Xi Jinping did not accrete all power by Game of Thrones ruthlessness, or by charisma, or in a crisis.  Armed with the seductive promise of systems theory and top-level design, he persuaded other central leaders that all aspects of development planning require an integrated approach embracing the economy, culture, politics and society. Lee: “In order to centralize political power and to eventually exert his influence over widespread policy areas, Xi Jinping, the Party’s General Secretary, actively publicized his new approach and reform methodologies, including ‘systemic thinking’ and ‘top-down design’. Xi’s methodology for China’s deepening reform is based on a complex systems theory, especially the open complex giant system (OCGS). The OCGS theory considers a social system as a type of OCGS, ‘where the quantity of subsystems is extremely large, the subsystems have a hierarchical structure and complex interrelations within them; finally their energy, material and information exchange are open to the outside, self-adaptive and evolutionary’. Furthermore, this systems theory regards society as an organic whole constructed by interconnections, interactions, and mutual effects between economic institutions, socio-political institutions, and ideological and cultural systems. Systems theorists perceive that the traditional reductionism of the exact sciences cannot provide an effective methodology to solve social OCGS problems effectively. Thus, the proponents of OCGS propose employing the methodology of meta-synthesis ( 综合集成法) and establishing the Department of Integrative System Design (总体设计部, DISD) to be responsible for the comprehensive analysis, design, and planning in considering an entire complex system rather than its specific subsystem.”

The promise of top-level design systems is that, by concentrating all design power in the hands of one man, all problems can be dealt with, all at once, including the intractable problem of the Tibetans, who refuse to be cooked into assimilation, remaining stubbornly raw.
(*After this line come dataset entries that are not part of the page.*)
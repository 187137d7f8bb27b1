//! Route definitions for campaign scoring.

use axum::routing::{get, post};
use axum::Router;

use crate::handlers::campaigns;
use crate::state::AppState;

/// Routes mounted at `/campaigns`.
///
/// ```text
/// GET    /{id}/survey-form     -> get_survey_form
/// PUT    /{id}/survey-form     -> link_survey_form
/// POST   /{id}/score-preview   -> score_preview
/// ```
pub fn router() -> Router<AppState> {
    Router::new()
        .route(
            "/{id}/survey-form",
            get(campaigns::get_survey_form).put(campaigns::link_survey_form),
        )
        .route("/{id}/score-preview", post(campaigns::score_preview))
}
pub mod campaigns;
pub mod evaluations;
pub mod survey_forms;
//! PostgreSQL persistence for survey forms, campaigns and evaluations.

pub mod models;
pub mod repositories;

use sqlx::postgres::PgPoolOptions;

pub type DbPool = sqlx::PgPool;

/// Default pool size when `DATABASE_MAX_CONNECTIONS` is not set.
pub const DEFAULT_MAX_CONNECTIONS: u32 = 20;

/// Create a connection pool from a database URL.
pub async fn create_pool(database_url: &str, max_connections: u32) -> Result<DbPool, sqlx::Error> {
    PgPoolOptions::new()
        .max_connections(max_connections)
        .connect(database_url)
        .await
}

/// Verify the database answers a trivial query.
pub async fn health_check(pool: &DbPool) -> Result<(), sqlx::Error> {
    sqlx::query_scalar::<_, i32>("SELECT 1")
        .fetch_one(pool)
        .await?;
    Ok(())
}

static MIGRATOR: sqlx::migrate::Migrator = sqlx::migrate!("../../db/migrations");

/// Apply all pending migrations from `db/migrations`.
pub async fn run_migrations(pool: &DbPool) -> Result<(), sqlx::migrate::MigrateError> {
    MIGRATOR.run(pool).await
}

/// Version of the newest migration compiled into this binary.
pub fn latest_migration() -> Option<i64> {
    MIGRATOR.iter().map(|m| m.version).max()
}

/// Version of the newest successfully applied migration, or `None` when the
/// database has not been migrated.
pub async fn applied_migration(pool: &DbPool) -> Result<Option<i64>, sqlx::Error> {
    let exists: bool = sqlx::query_scalar("SELECT to_regclass('_sqlx_migrations') IS NOT NULL")
        .fetch_one(pool)
        .await?;
    if !exists {
        return Ok(None);
    }
    sqlx::query_scalar("SELECT MAX(version) FROM _sqlx_migrations WHERE success")
        .fetch_one(pool)
        .await
}

/// Begin a read-only `REPEATABLE READ` transaction.
///
/// Every query in the transaction sees the same snapshot, so a multi-query
/// read of a form tree never mixes rows from before and after a concurrent
/// tree replace.
pub async fn begin_snapshot(
    pool: &DbPool,
) -> Result<sqlx::Transaction<'static, sqlx::Postgres>, sqlx::Error> {
    let mut tx = pool.begin().await?;
    sqlx::query("SET TRANSACTION ISOLATION LEVEL REPEATABLE READ, READ ONLY")
        .execute(&mut *tx)
        .await?;
    Ok(tx)
}

/// Begin a read-write `REPEATABLE READ` transaction.
///
/// Used by evaluation submission: the form tree is read and the evaluation
/// written against the same snapshot, and a scoring failure rolls back the
/// whole submission when the transaction is dropped uncommitted.
pub async fn begin_repeatable_read(
    pool: &DbPool,
) -> Result<sqlx::Transaction<'static, sqlx::Postgres>, sqlx::Error> {
    let mut tx = pool.begin().await?;
    sqlx::query("SET TRANSACTION ISOLATION LEVEL REPEATABLE READ")
        .execute(&mut *tx)
        .await?;
    Ok(tx)
}
//! Shared query parameter types for API handlers.

use serde::Deserialize;

/// Generic pagination parameters (`?limit=&offset=`).
///
/// Clamped in the handler via `clamp_limit` / `clamp_offset` from
/// `cxeval_core::pagination`.
#[derive(Debug, Deserialize)]
pub struct PaginationParams {
    pub limit: Option<i64>,
    pub offset: Option<i64>,
}
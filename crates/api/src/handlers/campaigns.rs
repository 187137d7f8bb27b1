//! Handlers for the scoring view of `/campaigns`.

use axum::extract::{Path, State};
use axum::response::IntoResponse;
use axum::Json;
use cxeval_core::error::CoreError;
use cxeval_core::scoring::AnswerInput;
use cxeval_core::types::DbId;
use cxeval_db::repositories::CampaignRepo;
use serde::Deserialize;

use crate::engine::scoring::{calculate_scores, get_form_for_campaign};
use crate::error::{AppError, AppResult};
use crate::response::DataResponse;
use crate::state::AppState;

/// Request body for linking a campaign to a survey form.
#[derive(Debug, Deserialize)]
pub struct LinkFormRequest {
    pub survey_form_id: DbId,
}

/// Request body for a dry-run score.
#[derive(Debug, Deserialize)]
pub struct ScorePreviewRequest {
    pub answers: Vec<AnswerInput>,
}

/// GET /api/v1/campaigns/{id}/survey-form
///
/// The linked form with its full section/aspect tree.
pub async fn get_survey_form(
    State(state): State<AppState>,
    Path(id): Path<DbId>,
) -> AppResult<impl IntoResponse> {
    let mut tx = cxeval_db::begin_snapshot(&state.pool).await?;
    let form = get_form_for_campaign(&mut tx, id).await?;
    tx.commit().await?;
    Ok(Json(DataResponse { data: form }))
}

/// PUT /api/v1/campaigns/{id}/survey-form
///
/// Link a form of the campaign's own company.
pub async fn link_survey_form(
    State(state): State<AppState>,
    Path(id): Path<DbId>,
    Json(body): Json<LinkFormRequest>,
) -> AppResult<impl IntoResponse> {
    CampaignRepo::find_by_id(&state.pool, id)
        .await?
        .ok_or(AppError::Core(CoreError::NotFound {
            entity: "Campaign",
            id,
        }))?;

    let campaign = CampaignRepo::link_form(&state.pool, id, body.survey_form_id)
        .await?
        .ok_or(AppError::Core(CoreError::NotFound {
            entity: "SurveyForm",
            id: body.survey_form_id,
        }))?;

    tracing::info!(
        campaign_id = id,
        form_id = body.survey_form_id,
        "Survey form linked to campaign",
    );
    Ok(Json(DataResponse { data: campaign }))
}

/// POST /api/v1/campaigns/{id}/score-preview
///
/// Score answers against the linked form without storing anything.
pub async fn score_preview(
    State(state): State<AppState>,
    Path(id): Path<DbId>,
    Json(body): Json<ScorePreviewRequest>,
) -> AppResult<impl IntoResponse> {
    let result = calculate_scores(&state.pool, id, &body.answers).await?;
    Ok(Json(DataResponse { data: result }))
}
To Tibetans, used to analysing the delusional thinking that arises from  excessive conceptualisation, this concentration of power only exaggerates the great distance between daily realities experienced on the streets in Tibet, from the meta-syntheses within the walls of the party-state’s Zhongnanhai palace. The more top-level layers are reinforced, the greater the likelihood that ground truth will disappear from view, and systems theory will take over.
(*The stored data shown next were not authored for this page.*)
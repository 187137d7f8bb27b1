//! Shared application router builder.
//!
//! Provides [`build_app_router`] so both the production binary (`main.rs`)
//! and integration tests (`tests/common/mod.rs`) use the exact same middleware
//! stack.

use std::time::Duration;

use axum::http::header::{AUTHORIZATION, CONTENT_TYPE};
use axum::http::{HeaderName, Method, StatusCode};
use axum::Router;
use tower_http::catch_panic::CatchPanicLayer;
use tower_http::cors::CorsLayer;
use tower_http::request_id::{MakeRequestUuid, PropagateRequestIdLayer, SetRequestIdLayer};
use tower_http::timeout::TimeoutLayer;
use tower_http::trace::{DefaultMakeSpan, DefaultOnResponse, TraceLayer};
use tracing::Level;

use crate::config::ServerConfig;
use crate::routes;
use crate::state::AppState;

/// Build the full application [`Router`] with all middleware layers.
///
/// The middleware stack is applied bottom-up:
///
/// 1. CORS
/// 2. Set request ID on incoming requests
/// 3. Structured request/response tracing
/// 4. Propagate request ID to response
/// 5. Request timeout
/// 6. Panic recovery (catch panics, return 500)
pub fn build_app_router(state: AppState, config: &ServerConfig) -> Router {
    let cors = build_cors_layer(config);
    let request_id_header = HeaderName::from_static("x-request-id");

    Router::new()
        // Health check at root level (not under /api/v1).
        .merge(routes::health::router())
        .nest("/api/v1", routes::api_routes())
        // -- Middleware stack (applied bottom-up) --
        .layer(CatchPanicLayer::new())
        .layer(TimeoutLayer::with_status_code(
            StatusCode::REQUEST_TIMEOUT,
            Duration::from_secs(config.request_timeout_secs),
        ))
        .layer(PropagateRequestIdLayer::new(request_id_header.clone()))
        .layer(
            TraceLayer::new_for_http()
                .make_span_with(DefaultMakeSpan::new().level(Level::INFO))
                .on_response(DefaultOnResponse::new().level(Level::INFO)),
        )
        .layer(SetRequestIdLayer::new(request_id_header, MakeRequestUuid))
        .layer(cors)
        .with_state(state)
}

/// Build the CORS middleware layer from server configuration.
///
/// Panics at startup if any configured origin is invalid: misconfiguration
/// should fail fast.
pub fn build_cors_layer(config: &ServerConfig) -> CorsLayer {
    let origins: Vec<_> = config
        .cors_origins
        .iter()
        .map(|o| {
            o.parse()
                .unwrap_or_else(|e| panic!("Invalid CORS origin '{o}': {e}"))
        })
        .collect();

    CorsLayer::new()
        .allow_origin(origins)
        .allow_methods([Method::GET, Method::POST, Method::PUT, Method::DELETE])
        .allow_headers([CONTENT_TYPE, AUTHORIZATION])
        .allow_credentials(true)
        .max_age(Duration::from_secs(3600))
}
//! Campaign rows (migration 000003).
//!
//! Only the columns the scoring engine needs; campaign management itself
//! lives elsewhere.

use cxeval_core::types::{DbId, Timestamp};
use serde::{Deserialize, Serialize};
use sqlx::FromRow;

/// A row from the `campaigns` table.
#[derive(Debug, Clone, FromRow, Serialize)]
pub struct Campaign {
    pub id: DbId,
    pub company_id: DbId,
    pub name: String,
    pub survey_form_id: Option<DbId>,
    pub deleted_at: Option<Timestamp>,
    pub created_at: Timestamp,
    pub updated_at: Timestamp,
}

/// DTO for inserting a new campaign.
#[derive(Debug, Deserialize)]
pub struct CreateCampaign {
    pub company_id: DbId,
    pub name: String,
    pub survey_form_id: Option<DbId>,
}
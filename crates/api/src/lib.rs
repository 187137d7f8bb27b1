//! CX evaluation scoring API library.
//!
//! Exposes config, state, error handling, the scoring engine and routes so
//! integration tests and the binary entrypoint share the same building blocks.

pub mod config;
pub mod engine;
pub mod error;
pub mod handlers;
pub mod query;
pub mod response;
pub mod router;
pub mod routes;
pub mod state;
But for Xi Jinping, systems theory seems to deal with everything. Sangkuk Lee again: “The kernel of top-down design is setting strategic goals on whole (整体性), comprehensive (全面性), long-term (长远性), and overall (全局性) ways. Notably, the top-down design cannot do without an architect, like Deng Xiaoping, who is officially recognized as ‘the chief architect of China’s economic reforms and socialist modernization’. As People’s Daily suggests, the concept of top-down design intrinsically takes a positive view of the emergence of a powerful leader. After being elected as the helmsman of the CCP in November 2012, Xi Jinping assertively prioritized applying his new approaches and methods, developed from systems theory, to deal with a whole slate of reforms beyond just economic reform. According to the Party Central Document Research Bureau, the first and best examples of Xi’s reform approach and methodology were his remarks during a tour in Guangdong province in December 2012. During this tour, Xi Jinping warned that China had entered a period of overcoming major difficulties, a deep-water zone (深水区) in its drive to break through barriers to reform presented by ideological differences and vested interests. Xi asked the Party and the people to adhere to the path of reform and opening up and to put greater focus on pursuing reform in a more systematic (统性), whole (整体性) and coordinated way (协调性). Xi added that deepening reform and opening up requires firm confidence, consensus, top-down design (顶层设计), an overall plan (总体规划), and coordinated steps (协调推进), outlining comprehensively deepening reforms (全面深化改革) involving the organic combination of political, economic, social, cultural, and ecological reforms as a type of complex systems engineering.”

 

This also explains why Xi Jinping took over personal control of economy and society, but also of security and stability, by imposing a new top-level National Security Commission, with himself in charge, empowered to intervene in all aspects of human life, in the name of national security. It is this conflation of development and security, of economy and security, indeed the securitisation of all aspects of life, that reinforces the ingrained habit of party-state leaders to see Tibet first and foremost as a security problem. Systems theory has the answer to all problems, and in its Chinese version, even includes “contradiction theory”, which explains away Tibetan unhappiness and protests as just the teething pains of the contradictions inherent in modernising a traditionalist, religious society in which the clerics cling to their historic role. According to “contradiction theory”, as Tibet gets richer, with more consumption options, the power of the clerisy will fade, and the contradictions will be resolved by a new synthesis, as Tibet urbanises.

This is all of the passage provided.